What this task involves - A bare number is the expected answer: the count of lines in the records that contain the word "hidden".

Records -
****

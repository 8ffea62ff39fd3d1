//! Stylesheet and runtime script for generated pages.

/// Asset pipeline utilities.
pub struct AssetPipeline;

impl AssetPipeline {
    /// Generate the main CSS file.
    pub fn generate_css() -> String {
        DEFAULT_CSS.to_string()
    }

    /// Generate the main JavaScript file.
    pub fn generate_js() -> String {
        DEFAULT_JS.to_string()
    }

    /// Minify CSS using lightningcss.
    pub fn minify_css(css: &str) -> Result<String, String> {
        use lightningcss::stylesheet::{ParserOptions, PrinterOptions, StyleSheet};

        let stylesheet = StyleSheet::parse(css, ParserOptions::default())
            .map_err(|e| format!("CSS parse error: {}", e))?;

        let minified = stylesheet
            .to_css(PrinterOptions {
                minify: true,
                ..Default::default()
            })
            .map_err(|e| format!("CSS minify error: {}", e))?;

        Ok(minified.code)
    }
}

const DEFAULT_CSS: &str = r#"/* folio default theme */

:root {
  --sidebar-width: 280px;
  --content-max-width: 860px;
  --background: #ffffff;
  --foreground: #1f2328;
  --muted: #f6f8fa;
  --muted-foreground: #59636e;
  --border: #d1d9e0;
  --accent: #eaeef2;
  --primary: #0969da;
  --code-background: #f6f8fa;
  --result-background: #f0f7f0;
  --radius: 0.375rem;
}

* {
  box-sizing: border-box;
  margin: 0;
  padding: 0;
}

body {
  font-family: system-ui, -apple-system, sans-serif;
  background: var(--background);
  color: var(--foreground);
  line-height: 1.6;
}

.site-header {
  display: flex;
  align-items: center;
  gap: 1.5rem;
  padding: 0.75rem 1.5rem;
  border-bottom: 1px solid var(--border);
}

.site-logo {
  font-weight: 700;
  font-size: 1.25rem;
  color: var(--foreground);
  text-decoration: none;
}

.site-pages {
  display: flex;
  gap: 1rem;
}

.site-page {
  color: var(--muted-foreground);
  text-decoration: none;
}

.site-page.active {
  color: var(--primary);
}

.layout {
  display: grid;
  grid-template-columns: var(--sidebar-width) 1fr;
  min-height: 100vh;
}

/* Sidebar */
.sidebar {
  background: var(--muted);
  border-right: 1px solid var(--border);
  padding: 1rem;
  position: sticky;
  top: 0;
  height: 100vh;
  overflow-y: auto;
}

.accordion {
  margin-bottom: 0.25rem;
}

.accordion-header {
  display: flex;
  align-items: center;
  gap: 0.5rem;
  width: 100%;
  padding: 0.5rem 0.75rem;
  border: none;
  border-radius: var(--radius);
  background: transparent;
  color: var(--foreground);
  font: inherit;
  font-weight: 600;
  text-align: left;
  cursor: pointer;
}

.accordion-header:hover {
  background: var(--accent);
}

.accordion-arrow {
  font-size: 0.75rem;
  color: var(--muted-foreground);
}

.accordion-content {
  display: flex;
  flex-direction: column;
  padding-left: 1.5rem;
}

.accordion-content[hidden] {
  display: none;
}

.nav-link {
  padding: 0.25rem 0.5rem;
  color: var(--muted-foreground);
  text-decoration: none;
  border-radius: var(--radius);
}

.nav-link:hover {
  background: var(--accent);
  color: var(--foreground);
}

/* Content */
.main {
  padding: 2rem;
  max-width: var(--content-max-width);
}

.content-section h2 {
  font-size: 1.75rem;
  margin: 1.5rem 0 1rem;
  padding-bottom: 0.5rem;
  border-bottom: 1px solid var(--border);
}

.example-card {
  margin-bottom: 1.5rem;
  scroll-margin-top: 1rem;
}

.example-title {
  font-size: 1.25rem;
  margin-bottom: 0.5rem;
}

.example-description {
  margin-bottom: 0.75rem;
}

.attributes-info h4 {
  margin-bottom: 0.25rem;
}

.attributes-info ul {
  margin-left: 1.5rem;
  margin-bottom: 0.75rem;
}

.attributes-info code {
  font-family: var(--font-mono, ui-monospace, monospace);
  background: var(--code-background);
  padding: 0.1rem 0.3rem;
  border-radius: 0.25rem;
}

.code-demo {
  display: flex;
  flex-direction: column;
  gap: 0.75rem;
}

.code-box,
.result-box {
  border: 1px solid var(--border);
  border-radius: var(--radius);
  overflow: hidden;
}

.code-box {
  background: var(--code-background);
}

.result-box {
  background: var(--result-background);
}

.code-label {
  display: block;
  padding: 0.25rem 0.75rem;
  font-size: 0.75rem;
  font-weight: 600;
  color: var(--muted-foreground);
  border-bottom: 1px solid var(--border);
}

.code-box pre,
.result-box pre {
  padding: 0.75rem;
  overflow-x: auto;
  font-family: var(--font-mono, ui-monospace, monospace);
  font-size: 0.875rem;
}

.article-divider {
  margin-top: 1.5rem;
  border: none;
  border-top: 1px solid var(--border);
}

@media (max-width: 768px) {
  .layout {
    grid-template-columns: 1fr;
  }

  .sidebar {
    position: static;
    height: auto;
  }
}
"#;

const DEFAULT_JS: &str = r#"// folio runtime
(function() {
  'use strict';

  document.querySelectorAll('.accordion-header').forEach(function(button) {
    button.addEventListener('click', function() {
      const expanded = button.getAttribute('aria-expanded') === 'true';
      const content = button.nextElementSibling;

      button.setAttribute('aria-expanded', String(!expanded));
      if (content) {
        content.hidden = expanded;
      }

      const arrow = button.querySelector('.accordion-arrow');
      if (arrow) {
        arrow.textContent = expanded ? '▶' : '▼';
      }
    });
  });
})();
"#;

#[cfg(test)]
mod tests {
    use super::*;

    #[test]
    fn generates_css() {
        let css = AssetPipeline::generate_css();
        assert!(css.contains(".accordion-content[hidden]"));
        assert!(css.contains(".result-box"));
        assert!(css.contains(".code-box"));
    }

    #[test]
    fn js_mirrors_accordion_toggle() {
        let js = AssetPipeline::generate_js();
        assert!(js.contains(".accordion-header"));
        assert!(js.contains("aria-expanded"));
        assert!(js.contains("nextElementSibling"));
        assert!(js.contains(crate::render::ARROW_COLLAPSED));
        assert!(js.contains(crate::render::ARROW_EXPANDED));
    }

    #[test]
    fn minifies_css() {
        let css = r#"
.accordion-header {
    background-color: blue;
    padding: 10px;
}
        "#;

        let minified = AssetPipeline::minify_css(css).unwrap();

        assert!(!minified.contains('\n'));
        assert!(minified.contains(".accordion-header"));
    }

    #[test]
    fn default_css_minifies() {
        let minified = AssetPipeline::minify_css(&AssetPipeline::generate_css()).unwrap();
        assert!(minified.len() < DEFAULT_CSS.len());
    }
}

****

Answer below - 4